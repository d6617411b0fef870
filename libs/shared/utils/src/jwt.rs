use base64::{engine::general_purpose::URL_SAFE_NO_PAD, Engine};
use chrono::{TimeZone, Utc};
use hmac::{Hmac, Mac};
use sha2::Sha256;
use tracing::debug;

use shared_models::auth::{JwtClaims, User};

type HmacSha256 = Hmac<Sha256>;

pub fn validate_token(token: &str, jwt_secret: &str) -> Result<User, String> {
    if jwt_secret.is_empty() {
        return Err("JWT secret is not set".to_string());
    }

    let parts: Vec<&str> = token.split('.').collect();
    if parts.len() != 3 {
        return Err("Invalid token format".to_string());
    }

    let header_b64 = parts[0];
    let claims_b64 = parts[1];
    let signature_b64 = parts[2];

    verify_signature(header_b64, claims_b64, signature_b64, jwt_secret)?;

    let claims = decode_claims(claims_b64)?;

    if let Some(exp) = claims.exp {
        let now = Utc::now().timestamp() as u64;
        if exp < now {
            debug!("Token expired at {} (now: {})", exp, now);
            return Err("Token expired".to_string());
        }
    }

    let created_at = claims
        .iat
        .and_then(|timestamp| Utc.timestamp_opt(timestamp as i64, 0).single());

    let user = User {
        id: claims.sub,
        email: claims.email,
        role: claims.role,
        metadata: claims.user_metadata,
        created_at,
    };

    debug!("Token validated successfully for user: {}", user.id);
    Ok(user)
}

fn verify_signature(
    header_b64: &str,
    claims_b64: &str,
    signature_b64: &str,
    jwt_secret: &str,
) -> Result<(), String> {
    let signature = URL_SAFE_NO_PAD
        .decode(signature_b64)
        .map_err(|e| {
            debug!("Failed to decode signature: {}", e);
            "Invalid signature encoding".to_string()
        })?;

    let signing_input = format!("{}.{}", header_b64, claims_b64);

    let mut mac = HmacSha256::new_from_slice(jwt_secret.as_bytes())
        .map_err(|_| "Failed to create HMAC".to_string())?;
    mac.update(signing_input.as_bytes());

    mac.verify_slice(&signature).map_err(|_| {
        debug!("Token signature verification failed");
        "Invalid token signature".to_string()
    })
}

fn decode_claims(claims_b64: &str) -> Result<JwtClaims, String> {
    let bytes = URL_SAFE_NO_PAD
        .decode(claims_b64)
        .map_err(|_| "Invalid claims encoding".to_string())?;
    let claims_json =
        String::from_utf8(bytes).map_err(|_| "Invalid claims encoding".to_string())?;

    serde_json::from_str(&claims_json).map_err(|e| {
        debug!("Failed to parse claims: {}", e);
        "Invalid claims format".to_string()
    })
}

══════════

**EXERCISE DETAILS:**
Your answer must be the complete listing, retyped exactly.

**OUTPUT OF THE TASK:**
repository d6617411b0fef870
filename libs/shared/utils/src/jwt.rs
use base64::{engine::general_purpose::URL_SAFE_NO_PAD, Engine};
use chrono::{TimeZone, Utc};
use hmac::{Hmac, Mac};
use sha2::Sha256;
use tracing::debug;

use shared_models::auth::{JwtClaims, User};

type HmacSha256 = Hmac<Sha256>;

pub fn validate_token(token: &str, jwt_secret: &str) -> Result<User, String> {
    if jwt_secret.is_empty() {
        return Err("JWT secret is not set".to_string());
    }

    let parts: Vec<&str> = token.split('.').collect();
    if parts.len() != 3 {
        return Err("Invalid token format".to_string());
    }

    let header_b64 = parts[0];
    let claims_b64 = parts[1];
    let signature_b64 = parts[2];

    verify_signature(header_b64, claims_b64, signature_b64, jwt_secret)?;

    let claims = decode_claims(claims_b64)?;

    if let Some(exp) = claims.exp {
        let now = Utc::now().timestamp() as u64;
        if exp < now {
            debug!("Token expired at {} (now: {})", exp, now);
            return Err("Token expired".to_string());
        }
    }

    let created_at = claims
        .iat
        .and_then(|timestamp| Utc.timestamp_opt(timestamp as i64, 0).single());

    let user = User {
        id: claims.sub,
        email: claims.email,
        role: claims.role,
        metadata: claims.user_metadata,
        created_at,
    };

    debug!("Token validated successfully for user: {}", user.id);
    Ok(user)
}

fn verify_signature(
    header_b64: &str,
    claims_b64: &str,
    signature_b64: &str,
    jwt_secret: &str,
) -> Result<(), String> {
    let signature = URL_SAFE_NO_PAD
        .decode(signature_b64)
        .map_err(|e| {
            debug!("Failed to decode signature: {}", e);
            "Invalid signature encoding".to_string()
        })?;

    let signing_input = format!("{}.{}", header_b64, claims_b64);

    let mut mac = HmacSha256::new_from_slice(jwt_secret.as_bytes())
        .map_err(|_| "Failed to create HMAC".to_string())?;
    mac.update(signing_input.as_bytes());

    mac.verify_slice(&signature).map_err(|_| {
        debug!("Token signature verification failed");
        "Invalid token signature".to_string()
    })
}

fn decode_claims(claims_b64: &str) -> Result<JwtClaims, String> {
    let bytes = URL_SAFE_NO_PAD
        .decode(claims_b64)
        .map_err(|_| "Invalid claims encoding".to_string())?;
    let claims_json =
        String::from_utf8(bytes).map_err(|_| "Invalid claims encoding".to_string())?;

    serde_json::from_str(&claims_json).map_err(|e| {
        debug!("Failed to parse claims: {}", e);
        "Invalid claims format".to_string()
    })
}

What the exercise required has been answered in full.